If we’re talking about home in terms of what our passports say and where our family come from, then my home is the UK.

But if we’re talking about home in terms of where we live and work and have the majority of our possessions, then my home is Australia.

After all, who said we’re only allowed to call one place home?

Yes I’m wondering just who made up the rule that home can only mean one place and place only?

And, more to the point, who said we have to follow this rule?!

If you’re ever travelled, lived away from home, worked away or been an expat, then likely you’ll know exactly what I’m talking about.

Exactly that sense of feeling connected to more than one place, of having more than one home.

And so why shouldn’t be able to have more than home, more than one country or location we feel rooted to or where we want to return to?

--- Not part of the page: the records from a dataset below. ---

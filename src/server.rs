use std::convert::Infallible;
use std::net::SocketAddr;
use std::sync::Arc;
use std::time::Duration;

use anyhow::Result;
use axum::body::Body;
use axum::extract::State;
use axum::http::{header, StatusCode};
use axum::response::{IntoResponse, Response};
use axum::routing::{get, post};
use axum::{Json, Router};
use serde::{Deserialize, Serialize};
use tokio_stream::StreamExt;
use tower_http::cors::{Any, CorsLayer};
use tracing::info;

use crate::agent;
use crate::config::Config;
use crate::synthesizer::llm::LlmError;
use crate::synthesizer::QuerySynthesizer;

#[derive(Clone)]
struct ApiState {
    config: Config,
    synthesizer: Arc<QuerySynthesizer>,
}

#[derive(Debug, Serialize)]
struct ApiErrorBody {
    ok: bool,
    error: String,
}

#[derive(Debug)]
struct ApiError {
    status: StatusCode,
    message: String,
}

impl ApiError {
    fn internal(error: impl std::fmt::Display) -> Self {
        Self {
            status: StatusCode::INTERNAL_SERVER_ERROR,
            message: error.to_string(),
        }
    }

    fn bad_gateway(error: impl std::fmt::Display) -> Self {
        Self {
            status: StatusCode::BAD_GATEWAY,
            message: error.to_string(),
        }
    }

    /// Completion-backend failures are upstream faults; everything else on
    /// the pipeline is ours.
    fn from_pipeline(error: anyhow::Error) -> Self {
        if error.downcast_ref::<LlmError>().is_some() {
            Self::bad_gateway(format!("{error:#}"))
        } else {
            Self::internal(format!("{error:#}"))
        }
    }
}

impl IntoResponse for ApiError {
    fn into_response(self) -> Response {
        let body = Json(ApiErrorBody {
            ok: false,
            error: self.message,
        });
        (self.status, body).into_response()
    }
}

#[derive(Debug, Deserialize)]
struct AskRequest {
    question: String,
}

#[derive(Debug, Serialize)]
struct AskResponse {
    answer: String,
    #[serde(skip_serializing_if = "Option::is_none")]
    chart: Option<String>,
}

#[derive(Debug, Serialize)]
struct HealthResponse {
    ok: bool,
    version: &'static str,
}

pub async fn run_server(config: Config, bind: SocketAddr) -> Result<()> {
    let synthesizer = Arc::new(QuerySynthesizer::from_config(&config.llm)?);
    let state = ApiState {
        config,
        synthesizer,
    };

    let app = build_router(state);
    let listener = tokio::net::TcpListener::bind(bind).await?;
    info!("REST API listening on http://{bind}");
    axum::serve(listener, app).await?;
    Ok(())
}

fn build_router(state: ApiState) -> Router {
    let cors = CorsLayer::new()
        .allow_origin(Any)
        .allow_methods(Any)
        .allow_headers(Any);

    Router::new()
        .route("/", get(index))
        .route("/health", get(health))
        .route("/v1/ask", post(ask))
        .route("/v1/ask/stream", post(ask_stream))
        .layer(cors)
        .with_state(state)
}

async fn index() -> &'static str {
    "shopsight API - POST a question to /v1/ask"
}

async fn health() -> Json<HealthResponse> {
    Json(HealthResponse {
        ok: true,
        version: env!("CARGO_PKG_VERSION"),
    })
}

async fn ask(
    State(state): State<ApiState>,
    Json(request): Json<AskRequest>,
) -> Result<Json<AskResponse>, ApiError> {
    let outcome = agent::ask(&state.synthesizer, &state.config, &request.question)
        .await
        .map_err(ApiError::from_pipeline)?;
    Ok(Json(AskResponse {
        answer: outcome.answer,
        chart: outcome.chart.map(|p| p.to_string_lossy().to_string()),
    }))
}

/// Re-emits the already-computed answer word by word with a fixed delay.
/// This is presentation pacing, not incremental generation.
async fn ask_stream(
    State(state): State<ApiState>,
    Json(request): Json<AskRequest>,
) -> Result<Response, ApiError> {
    let answer = agent::ask_text(&state.synthesizer, &state.config, &request.question)
        .await
        .map_err(ApiError::from_pipeline)?;

    let delay = Duration::from_millis(state.config.server.stream_delay_ms);
    let words: Vec<String> = answer
        .split_whitespace()
        .map(|word| format!("{word} "))
        .collect();
    let stream = tokio_stream::iter(words).then(move |word| async move {
        tokio::time::sleep(delay).await;
        Ok::<_, Infallible>(word)
    });

    let response = Response::builder()
        .header(header::CONTENT_TYPE, "text/plain; charset=utf-8")
        .body(Body::from_stream(stream))
        .map_err(ApiError::internal)?;
    Ok(response)
}

#[cfg(test)]
mod tests {
    use super::*;
    use crate::store::ingest::ingest;
    use crate::store::MetricsStore;
    use axum::body::Body;
    use axum::http::Request;
    use std::fs;
    use std::path::Path;
    use tower::util::ServiceExt;

    fn seed_fixtures(dir: &Path) {
        fs::write(
            dir.join("ad_sales.csv"),
            "date,item_id,ad_sales,impressions,ad_spend,clicks,units_sold\n\
             2024-01-01,1,50.0,100,10.0,4,2\n",
        )
        .unwrap();
        fs::write(
            dir.join("total_sales.csv"),
            "date,item_id,total_sales,total_units_ordered\n\
             2024-01-01,1,100.0,4\n\
             2024-01-02,1,150.0,6\n",
        )
        .unwrap();
        fs::write(
            dir.join("eligibility.csv"),
            "eligibility_datetime_utc,item_id,eligibility,message\n\
             2024-01-01T00:00:00Z,1,TRUE,listed\n",
        )
        .unwrap();
    }

    fn test_app(dir: &Path) -> Router {
        seed_fixtures(dir);
        let mut config = Config::default();
        config.storage.db_path = dir.join("test.db").to_string_lossy().to_string();
        config.storage.chart_path = dir.join("chart.png").to_string_lossy().to_string();
        config.server.stream_delay_ms = 0;
        let mut store = MetricsStore::open(&config.resolved_db_path()).unwrap();
        ingest(&mut store, dir).unwrap();

        build_router(ApiState {
            config,
            synthesizer: Arc::new(QuerySynthesizer::fallback_only()),
        })
    }

    fn ask_request(uri: &str, question: &str) -> Request<Body> {
        Request::builder()
            .method("POST")
            .uri(uri)
            .header("Content-Type", "application/json")
            .body(Body::from(format!("{{\"question\": \"{question}\"}}")))
            .unwrap()
    }

    #[tokio::test]
    async fn health_reports_ok() {
        let dir = tempfile::tempdir().unwrap();
        let app = test_app(dir.path());
        let response = app
            .oneshot(Request::builder().uri("/health").body(Body::empty()).unwrap())
            .await
            .unwrap();
        assert_eq!(response.status(), StatusCode::OK);
        let body = axum::body::to_bytes(response.into_body(), usize::MAX).await.unwrap();
        let json: serde_json::Value = serde_json::from_slice(&body).unwrap();
        assert_eq!(json["ok"], true);
    }

    #[tokio::test]
    async fn ask_answers_total_sales() {
        let dir = tempfile::tempdir().unwrap();
        let app = test_app(dir.path());
        let response = app
            .oneshot(ask_request("/v1/ask", "What is my total sales?"))
            .await
            .unwrap();
        assert_eq!(response.status(), StatusCode::OK);
        let body = axum::body::to_bytes(response.into_body(), usize::MAX).await.unwrap();
        let json: serde_json::Value = serde_json::from_slice(&body).unwrap();
        let answer = json["answer"].as_str().unwrap();
        assert!(answer.contains("250.0"), "answer: {answer}");
        assert!(json.get("chart").is_none());
    }

    #[tokio::test]
    async fn ask_reports_sql_errors_in_the_answer() {
        let dir = tempfile::tempdir().unwrap();
        let app = test_app(dir.path());
        // Break the schema so the RoAS template fails at execution.
        {
            let mut config = Config::default();
            config.storage.db_path = dir.path().join("test.db").to_string_lossy().to_string();
            let store = MetricsStore::open(&config.resolved_db_path()).unwrap();
            store.query("DROP TABLE ad_sales_metrics");
        }
        let response = app
            .oneshot(ask_request("/v1/ask", "calculate the roas"))
            .await
            .unwrap();
        assert_eq!(response.status(), StatusCode::OK);
        let body = axum::body::to_bytes(response.into_body(), usize::MAX).await.unwrap();
        let json: serde_json::Value = serde_json::from_slice(&body).unwrap();
        assert!(json["answer"].as_str().unwrap().starts_with("Error: "));
    }

    #[tokio::test]
    async fn stream_emits_the_full_answer_as_plain_text() {
        let dir = tempfile::tempdir().unwrap();
        let app = test_app(dir.path());
        let response = app
            .oneshot(ask_request("/v1/ask/stream", "What is my total sales?"))
            .await
            .unwrap();
        assert_eq!(response.status(), StatusCode::OK);
        assert!(response
            .headers()
            .get(header::CONTENT_TYPE)
            .unwrap()
            .to_str()
            .unwrap()
            .starts_with("text/plain"));
        let body = axum::body::to_bytes(response.into_body(), usize::MAX).await.unwrap();
        let text = String::from_utf8(body.to_vec()).unwrap();
        assert!(text.contains("250.0"), "stream: {text}");
    }

    #[tokio::test]
    async fn index_is_a_welcome_string() {
        let dir = tempfile::tempdir().unwrap();
        let app = test_app(dir.path());
        let response = app
            .oneshot(Request::builder().uri("/").body(Body::empty()).unwrap())
            .await
            .unwrap();
        assert_eq!(response.status(), StatusCode::OK);
        let body = axum::body::to_bytes(response.into_body(), usize::MAX).await.unwrap();
        assert!(String::from_utf8_lossy(&body).contains("shopsight"));
    }
}
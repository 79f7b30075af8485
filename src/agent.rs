//! The ask pipeline: question -> SQL -> rows -> text answer, with an
//! optional chart on the side. This is the one path shared by the CLI and
//! the HTTP server.

use std::path::PathBuf;

use anyhow::Result;
use serde::Serialize;
use tracing::{debug, warn};

use crate::chart::render::render_chart;
use crate::chart::{chart_needed, infer_chart};
use crate::config::Config;
use crate::output::table::format_result;
use crate::store::{MetricsStore, QueryOutcome};
use crate::synthesizer::QuerySynthesizer;

#[derive(Debug, Clone, Serialize)]
pub struct AskOutcome {
    pub answer: String,
    #[serde(skip_serializing_if = "Option::is_none")]
    pub chart: Option<PathBuf>,
}

/// Full pipeline: answer text plus a chart when the question asks for one
/// and the rows have a plottable shape.
pub async fn ask(
    synthesizer: &QuerySynthesizer,
    config: &Config,
    question: &str,
) -> Result<AskOutcome> {
    let outcome = run_query(synthesizer, config, question).await?;
    let answer = format_result(&outcome);
    let chart = maybe_chart(config, &outcome, question);
    Ok(AskOutcome { answer, chart })
}

/// Answer text only; the streaming endpoint never produces charts.
pub async fn ask_text(
    synthesizer: &QuerySynthesizer,
    config: &Config,
    question: &str,
) -> Result<String> {
    let outcome = run_query(synthesizer, config, question).await?;
    Ok(format_result(&outcome))
}

async fn run_query(
    synthesizer: &QuerySynthesizer,
    config: &Config,
    question: &str,
) -> Result<QueryOutcome> {
    let sql = synthesizer.question_to_sql(question).await?;
    debug!(%sql, "executing synthesized query");
    let store = MetricsStore::open(&config.resolved_db_path())?;
    Ok(store.query(&sql))
}

fn maybe_chart(config: &Config, outcome: &QueryOutcome, question: &str) -> Option<PathBuf> {
    if !chart_needed(question) {
        return None;
    }
    let QueryOutcome::Table(result) = outcome else {
        return None;
    };
    if result.rows.is_empty() {
        return None;
    }
    let spec = infer_chart(&result.rows, question)?;
    match render_chart(&spec, &config.resolved_chart_path()) {
        Ok(path) => Some(path),
        Err(err) => {
            // A failed chart degrades the response, it does not fail it.
            warn!("chart rendering failed: {err:#}");
            None
        }
    }
}
use std::net::SocketAddr;
use std::path::PathBuf;

use anyhow::{anyhow, Result};
use clap::{Parser, Subcommand, ValueEnum};
use shopsight::agent;
use shopsight::config::{Config, ConfigOverrides, LlmMode};
use shopsight::output::json::render_json;
use shopsight::server::run_server;
use shopsight::store::ingest::ingest;
use shopsight::store::MetricsStore;
use shopsight::synthesizer::QuerySynthesizer;

#[derive(Debug, Clone, Copy, ValueEnum)]
enum OutputFormat {
    Table,
    Json,
}

#[derive(Debug, Parser)]
#[command(
    name = "shopsight",
    about = "Ask questions about your e-commerce metrics"
)]
struct Cli {
    #[arg(short, long)]
    config: Option<PathBuf>,
    /// Database path, overriding the configured one
    #[arg(long)]
    db: Option<PathBuf>,
    /// Synthesizer mode: "remote" or "fallback"
    #[arg(long = "llm-mode")]
    llm_mode: Option<LlmMode>,
    #[arg(short, long, value_enum, default_value_t = OutputFormat::Table)]
    output: OutputFormat,
    #[command(subcommand)]
    command: Commands,
}

#[derive(Debug, Subcommand)]
enum Commands {
    /// Load the CSV files into the database, replacing existing tables
    Ingest {
        #[arg(long = "data-dir")]
        data_dir: Option<PathBuf>,
    },
    /// Answer one question and exit
    Ask { question: String },
    /// Run the HTTP API
    Serve {
        #[arg(long)]
        host: Option<String>,
        #[arg(long)]
        port: Option<u16>,
    },
    Config {
        #[arg(long)]
        init: bool,
        #[arg(long)]
        show: bool,
    },
}

#[tokio::main]
async fn main() -> Result<()> {
    tracing_subscriber::fmt::init();
    let cli = Cli::parse();

    let config_path = cli.config.clone().unwrap_or_else(Config::default_path);
    let mut config = Config::load(Some(&config_path))?;
    let data_dir = match &cli.command {
        Commands::Ingest { data_dir } => data_dir.clone(),
        _ => None,
    };
    config.apply_overrides(ConfigOverrides {
        db_path: cli.db.as_ref().map(|p| p.to_string_lossy().to_string()),
        data_dir: data_dir.map(|p| p.to_string_lossy().to_string()),
        llm_mode: cli.llm_mode,
    });

    match &cli.command {
        Commands::Ingest { .. } => {
            let mut store = MetricsStore::open(&config.resolved_db_path())?;
            let report = ingest(&mut store, &config.resolved_data_dir())?;
            match cli.output {
                OutputFormat::Table => {
                    for table in &report.tables {
                        println!("{}: {} rows", table.table, table.rows);
                    }
                }
                OutputFormat::Json => println!("{}", render_json(&report)?),
            }
        }
        Commands::Ask { question } => {
            let synthesizer = QuerySynthesizer::from_config(&config.llm)?;
            let outcome = agent::ask(&synthesizer, &config, question).await?;
            match cli.output {
                OutputFormat::Table => {
                    println!("{}", outcome.answer);
                    if let Some(chart) = &outcome.chart {
                        println!("Chart saved to {}", chart.display());
                    }
                }
                OutputFormat::Json => println!("{}", render_json(&outcome)?),
            }
        }
        Commands::Serve { host, port } => {
            let host = host.clone().unwrap_or_else(|| config.server.host.clone());
            let port = port.unwrap_or(config.server.port);
            let bind = format!("{host}:{port}");
            let addr: SocketAddr = bind
                .parse()
                .map_err(|e| anyhow!("invalid bind address {bind}: {e}"))?;
            run_server(config, addr).await?;
        }
        Commands::Config { init, show } => {
            if *init {
                Config::write_template(&config_path)?;
                println!("Wrote config template to {}", config_path.display());
            }
            if *show || !*init {
                println!("{}", render_json(&config)?);
            }
        }
    }

    Ok(())
}
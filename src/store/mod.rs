pub mod ingest;

use std::path::Path;

use anyhow::Result;
use rusqlite::types::ValueRef;
use rusqlite::Connection;
use serde::Serialize;
use serde_json::Value;

/// Outcome of running one SQL statement. Execution failures are data, not
/// errors: they flow to the formatter as an `Error` variant and never
/// propagate as a Rust error.
#[derive(Debug, Clone, Serialize, PartialEq)]
#[serde(untagged)]
pub enum QueryOutcome {
    Table(ResultSet),
    Error { error: String },
}

#[derive(Debug, Clone, Serialize, PartialEq)]
pub struct ResultSet {
    pub columns: Vec<String>,
    pub rows: Vec<Vec<Value>>,
}

pub struct MetricsStore {
    conn: Connection,
}

impl MetricsStore {
    pub fn open(path: &Path) -> Result<Self> {
        if let Some(parent) = path.parent() {
            std::fs::create_dir_all(parent)?;
        }
        let conn = Connection::open(path)?;
        Ok(Self { conn })
    }

    pub fn open_in_memory() -> Result<Self> {
        Ok(Self {
            conn: Connection::open_in_memory()?,
        })
    }

    /// Run one statement and materialize the full result set. Column names
    /// come from the statement descriptor; statements without one (anything
    /// that is not a SELECT) report no columns and no rows.
    pub fn query(&self, sql: &str) -> QueryOutcome {
        match self.run(sql) {
            Ok(result) => QueryOutcome::Table(result),
            Err(err) => QueryOutcome::Error {
                error: err.to_string(),
            },
        }
    }

    fn run(&self, sql: &str) -> rusqlite::Result<ResultSet> {
        let mut stmt = self.conn.prepare(sql)?;
        let columns: Vec<String> = stmt.column_names().iter().map(|c| c.to_string()).collect();
        let column_count = columns.len();
        let mut rows = stmt.query([])?;
        let mut out = Vec::new();
        while let Some(row) = rows.next()? {
            let mut record = Vec::with_capacity(column_count);
            for idx in 0..column_count {
                record.push(value_ref_to_json(row.get_ref(idx)?));
            }
            out.push(record);
        }
        Ok(ResultSet { columns, rows: out })
    }
}

fn value_ref_to_json(value: ValueRef<'_>) -> Value {
    match value {
        ValueRef::Null => Value::Null,
        ValueRef::Integer(i) => Value::from(i),
        ValueRef::Real(f) => serde_json::Number::from_f64(f)
            .map(Value::Number)
            .unwrap_or(Value::Null),
        ValueRef::Text(text) => Value::String(String::from_utf8_lossy(text).to_string()),
        ValueRef::Blob(blob) => Value::String(String::from_utf8_lossy(blob).to_string()),
    }
}
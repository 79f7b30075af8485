//! Plain-text rendering of query outcomes. The exact layout is part of the
//! service contract: the dashboard fronting this API parses it.

use serde_json::Value;

use crate::store::QueryOutcome;

pub fn format_result(outcome: &QueryOutcome) -> String {
    let result = match outcome {
        QueryOutcome::Error { error } => return format!("Error: {error}"),
        QueryOutcome::Table(result) => result,
    };
    if result.rows.is_empty() {
        return "No results found.".to_string();
    }

    let mut lines = Vec::with_capacity(result.rows.len() + 2);
    if !result.columns.is_empty() {
        lines.push(result.columns.join(" | "));
        lines.push("-|-".repeat(result.columns.len()));
    }
    for row in &result.rows {
        lines.push(
            row.iter()
                .map(display_value)
                .collect::<Vec<_>>()
                .join(" | "),
        );
    }
    lines.join("\n")
}

/// Stringify a single cell. Strings print bare (no quotes), integers without
/// a decimal point, reals in their shortest round-trip form.
pub fn display_value(value: &Value) -> String {
    match value {
        Value::Null => "NULL".to_string(),
        Value::String(s) => s.clone(),
        other => other.to_string(),
    }
}
use std::cmp::Ordering;

use serde::Serialize;
use tracing::info;

use crate::config::MatchConfig;
use crate::matching::consistency::consistency_score;
use crate::matching::matcher::RestaurantMatcher;
use crate::normalization::EngagementNormalizer;
use crate::records::{DianpingRestaurant, MatchOutcome, MatchedRestaurant, XiaohongshuPost};

/// Banding of the 0-1 consistency score for display.
#[derive(Debug, Clone, Copy, PartialEq, Eq, Serialize)]
#[serde(rename_all = "lowercase")]
pub enum ConsistencyLevel {
    High,
    Medium,
    Low,
}

impl ConsistencyLevel {
    pub fn from_score(score: f64) -> Self {
        if score >= 0.7 {
            ConsistencyLevel::High
        } else if score >= 0.5 {
            ConsistencyLevel::Medium
        } else {
            ConsistencyLevel::Low
        }
    }

    pub fn label(self) -> &'static str {
        match self {
            ConsistencyLevel::High => "高",
            ConsistencyLevel::Medium => "中",
            ConsistencyLevel::Low => "低",
        }
    }
}

/// One row of the final ranked report.
#[derive(Debug, Clone, Serialize)]
pub struct Recommendation {
    pub name: String,
    /// 0-10 blended recommendation score, one decimal.
    pub recommendation_score: f64,
    pub dianping_rating: f64,
    pub dianping_reviews: u32,
    pub dianping_address: String,
    pub dianping_price: String,
    pub dianping_tags: Vec<String>,
    /// Engagement pseudo-rating on the 0-5 scale.
    pub xhs_rating: f64,
    pub xhs_engagement_display: String,
    pub xhs_keywords: Vec<String>,
    pub consistency_level: ConsistencyLevel,
    pub consistency_score: f64,
    pub similarity_score: f64,
}

/// Run the full core pipeline: match the two lists, then attach engagement
/// and consistency scores to every pair.
///
/// Empty input on either side is reported as `InsufficientData` (a normal
/// outcome, typically a failed or empty fetch), distinct from `NoMatches`
/// where both platforms had data but nothing cleared the threshold.
pub fn match_and_score(
    dianping: &[DianpingRestaurant],
    posts: &[XiaohongshuPost],
    config: &MatchConfig,
) -> MatchOutcome {
    if dianping.is_empty() || posts.is_empty() {
        return MatchOutcome::InsufficientData {
            dianping_empty: dianping.is_empty(),
            xiaohongshu_empty: posts.is_empty(),
        };
    }

    let matcher = RestaurantMatcher::new(config);
    let mut matches = matcher.match_records(dianping, posts);
    if matches.is_empty() {
        return MatchOutcome::NoMatches;
    }

    let normalizer = EngagementNormalizer::from_config(config);
    for m in &mut matches {
        let engagement = normalizer.normalize(&m.xiaohongshu, None);
        m.consistency_score =
            consistency_score(m.dianping.rating, engagement, m.xiaohongshu.sentiment_score);
    }

    info!(
        dianping = dianping.len(),
        xiaohongshu = posts.len(),
        matched = matches.len(),
        "matching run complete"
    );
    MatchOutcome::Matches(matches)
}

/// Convert matched pairs into ranked report rows, sorted by recommendation
/// score descending. Scores arrive fully computed on the pairs; this stage
/// only blends and formats.
pub fn build_report(matches: &[MatchedRestaurant], config: &MatchConfig) -> Vec<Recommendation> {
    let normalizer = EngagementNormalizer::from_config(config);
    let weights = &config.scoring_weights;

    let mut rows: Vec<Recommendation> = matches
        .iter()
        .map(|m| {
            let xhs_rating = normalizer.normalize(&m.xiaohongshu, None);
            let raw = (m.dianping.rating * weights.dianping_rating
                + xhs_rating * weights.xhs_engagement
                + m.consistency_score * 5.0 * weights.consistency)
                * 2.0;
            let recommendation_score = round_to(raw.clamp(0.0, 10.0), 1);

            Recommendation {
                name: m.dianping.name.clone(),
                recommendation_score,
                dianping_rating: m.dianping.rating,
                dianping_reviews: m.dianping.review_count,
                dianping_address: m.dianping.address.clone(),
                dianping_price: m.dianping.price_range.clone(),
                dianping_tags: m.dianping.tags.clone(),
                xhs_rating,
                xhs_engagement_display: format!(
                    "{xhs_rating:.1}⭐ ({}赞/{}收藏)",
                    m.xiaohongshu.likes, m.xiaohongshu.saves
                ),
                xhs_keywords: m.xiaohongshu.keywords.clone(),
                consistency_level: ConsistencyLevel::from_score(m.consistency_score),
                consistency_score: round_to(m.consistency_score, 2),
                similarity_score: round_to(m.similarity_score, 2),
            }
        })
        .collect();

    rows.sort_by(|a, b| {
        b.recommendation_score
            .partial_cmp(&a.recommendation_score)
            .unwrap_or(Ordering::Equal)
    });
    rows
}

/// Render the report the way the CLI presents it.
pub fn format_report(
    rows: &[Recommendation],
    location: &str,
    cuisine: &str,
    limit: usize,
) -> String {
    if rows.is_empty() {
        return format!("❌ 未找到符合条件的餐厅: {location} - {cuisine}");
    }

    let mut out = Vec::new();
    out.push(format!("📍 {location} {cuisine} 餐厅推荐\n"));
    out.push(format!("{}\n", "=".repeat(60)));

    for (i, r) in rows.iter().take(limit).enumerate() {
        out.push(format!("{}. {}", i + 1, r.name));
        out.push(format!("   🏆 推荐指数: {}/10", r.recommendation_score));
        out.push(format!(
            "   ⭐ 大众点评: {}⭐ ({}评价)",
            r.dianping_rating, r.dianping_reviews
        ));
        out.push(format!("   💬 小红书: {}", r.xhs_engagement_display));
        out.push(format!("   📍 地址: {}", r.dianping_address));
        out.push(format!("   💰 人均: {}", r.dianping_price));
        out.push(format!(
            "   ✅ 一致性: {} ({:.2})",
            r.consistency_level.label(),
            r.consistency_score
        ));
        if !r.dianping_tags.is_empty() {
            out.push(format!(
                "   - 大众点评标签: {}",
                r.dianping_tags.join(", ")
            ));
        }
        if !r.xhs_keywords.is_empty() {
            out.push(format!("   - 小红书热词: {}", r.xhs_keywords.join(", ")));
        }
        if r.consistency_level == ConsistencyLevel::Low {
            out.push("   ⚠️ 注意: 两平台评价差异较大，建议进一步了解".to_string());
        }
        out.push(String::new());
    }

    out.join("\n")
}

fn round_to(value: f64, decimals: u32) -> f64 {
    let factor = 10_f64.powi(decimals as i32);
    (value * factor).round() / factor
}

#[cfg(test)]
mod tests {
    use super::*;

    fn dp(name: &str, rating: f64) -> DianpingRestaurant {
        DianpingRestaurant {
            name: name.into(),
            rating,
            review_count: 100,
            ..Default::default()
        }
    }

    fn xhs(name: &str, likes: u64, saves: u64, comments: u64, sentiment: f64) -> XiaohongshuPost {
        XiaohongshuPost {
            restaurant_name: name.into(),
            likes,
            saves,
            comments,
            sentiment_score: sentiment,
            ..Default::default()
        }
    }

    #[test]
    fn end_to_end_single_match() {
        let config = MatchConfig::default();
        let dianping = vec![dp("鼎泰丰(浦东店)", 4.5)];
        let posts = vec![xhs("鼎泰丰", 800, 300, 150, 0.6)];

        let outcome = match_and_score(&dianping, &posts, &config);
        let matches = match &outcome {
            MatchOutcome::Matches(m) => m,
            other => panic!("expected matches, got {other:?}"),
        };
        assert_eq!(matches.len(), 1);
        assert_eq!(matches[0].similarity_score, 1.0);
        assert!((0.0..=1.0).contains(&matches[0].consistency_score));
    }

    #[test]
    fn empty_inputs_are_insufficient_data() {
        let config = MatchConfig::default();
        assert_eq!(
            match_and_score(&[], &[xhs("鼎泰丰", 1, 1, 1, 0.0)], &config),
            MatchOutcome::InsufficientData {
                dianping_empty: true,
                xiaohongshu_empty: false,
            }
        );
        assert_eq!(
            match_and_score(&[dp("鼎泰丰", 4.0)], &[], &config),
            MatchOutcome::InsufficientData {
                dianping_empty: false,
                xiaohongshu_empty: true,
            }
        );
    }

    #[test]
    fn dissimilar_data_is_no_matches_not_no_data() {
        let config = MatchConfig::default();
        let outcome = match_and_score(
            &[dp("肯德基", 4.0)],
            &[xhs("麦当劳", 100, 10, 5, 0.2)],
            &config,
        );
        assert_eq!(outcome, MatchOutcome::NoMatches);
    }

    #[test]
    fn report_is_sorted_descending_and_clamped() {
        let config = MatchConfig::default();
        let dianping = vec![dp("海底捞", 3.2), dp("鼎泰丰", 4.9)];
        let posts = vec![
            xhs("海底捞", 50, 5, 2, -0.2),
            xhs("鼎泰丰", 4000, 900, 400, 0.9),
        ];

        let outcome = match_and_score(&dianping, &posts, &config);
        let rows = build_report(outcome.matches(), &config);
        assert_eq!(rows.len(), 2);
        assert_eq!(rows[0].name, "鼎泰丰");
        assert!(rows[0].recommendation_score >= rows[1].recommendation_score);
        for r in &rows {
            assert!((0.0..=10.0).contains(&r.recommendation_score));
            assert!((0.0..=1.0).contains(&r.consistency_score));
        }
    }

    #[test]
    fn perfect_run_scores_ten() {
        // Rating 5, engagement saturating the log scale, perfectly aligned
        // sentiment: blend must land exactly on 10.0.
        let m = MatchedRestaurant {
            name: "满分店".into(),
            dianping: dp("满分店", 5.0),
            xiaohongshu: xhs("满分店", 100_000, 50_000, 10_000, 1.0),
            similarity_score: 1.0,
            consistency_score: 1.0,
        };
        let rows = build_report(&[m], &MatchConfig::default());
        assert_eq!(rows[0].recommendation_score, 10.0);
    }

    #[test]
    fn consistency_levels_band_correctly() {
        assert_eq!(ConsistencyLevel::from_score(0.71), ConsistencyLevel::High);
        assert_eq!(ConsistencyLevel::from_score(0.7), ConsistencyLevel::High);
        assert_eq!(ConsistencyLevel::from_score(0.69), ConsistencyLevel::Medium);
        assert_eq!(ConsistencyLevel::from_score(0.5), ConsistencyLevel::Medium);
        assert_eq!(ConsistencyLevel::from_score(0.49), ConsistencyLevel::Low);
    }

    #[test]
    fn format_report_mentions_no_results() {
        let s = format_report(&[], "上海静安区", "火锅", 10);
        assert!(s.contains("未找到"));
    }
}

If home is where the heart is then why limit our hearts to just one destination?

If you ask me we should be able to have as many homes as we like, just as we can have as many friends or as many dreams as we care to.

I see no need to cut ourselves away from certain places, to rob them of the “home” label if we don’t want to.

When I was living in Central America for example, I remember feeling like I had 3 homes in fact – the tiny island off the coast of Nicaragua where I’d been living for a year, my room in London where I still had stuff stored and planned, at some point, to return to and the Channel Island of Jersey where I’d grown up and lived for the first 18 years of my life.

Yes, I felt like I could call 3 places home at that time in my life.

And I felt very lucky for it too.

In saying that, there’s no point in denying that having multiple homes can have its downsides too?

In particular, the sense of confusion it can create and the questions it can raise about “Where do I really belong?” are common.

Sometimes, instead of belonging in multiple places, multiple homes, it may feel like we actually don’t belong anywhere.

Ironically, having lots of choices over where to call home, can leave us with the feeling we don’t have one at all.

And just like someone lost at sea, this can be a surprisingly lonely place to find ourselves.

In these instances, it’s important to root down as much you can where you are, and to try and build bridges between those different worlds, those different homes, so that they don’t feel so separate anymore.

Yet for all it’s possible downfalls, having multiple places to call home, does come with a wealth of positives too.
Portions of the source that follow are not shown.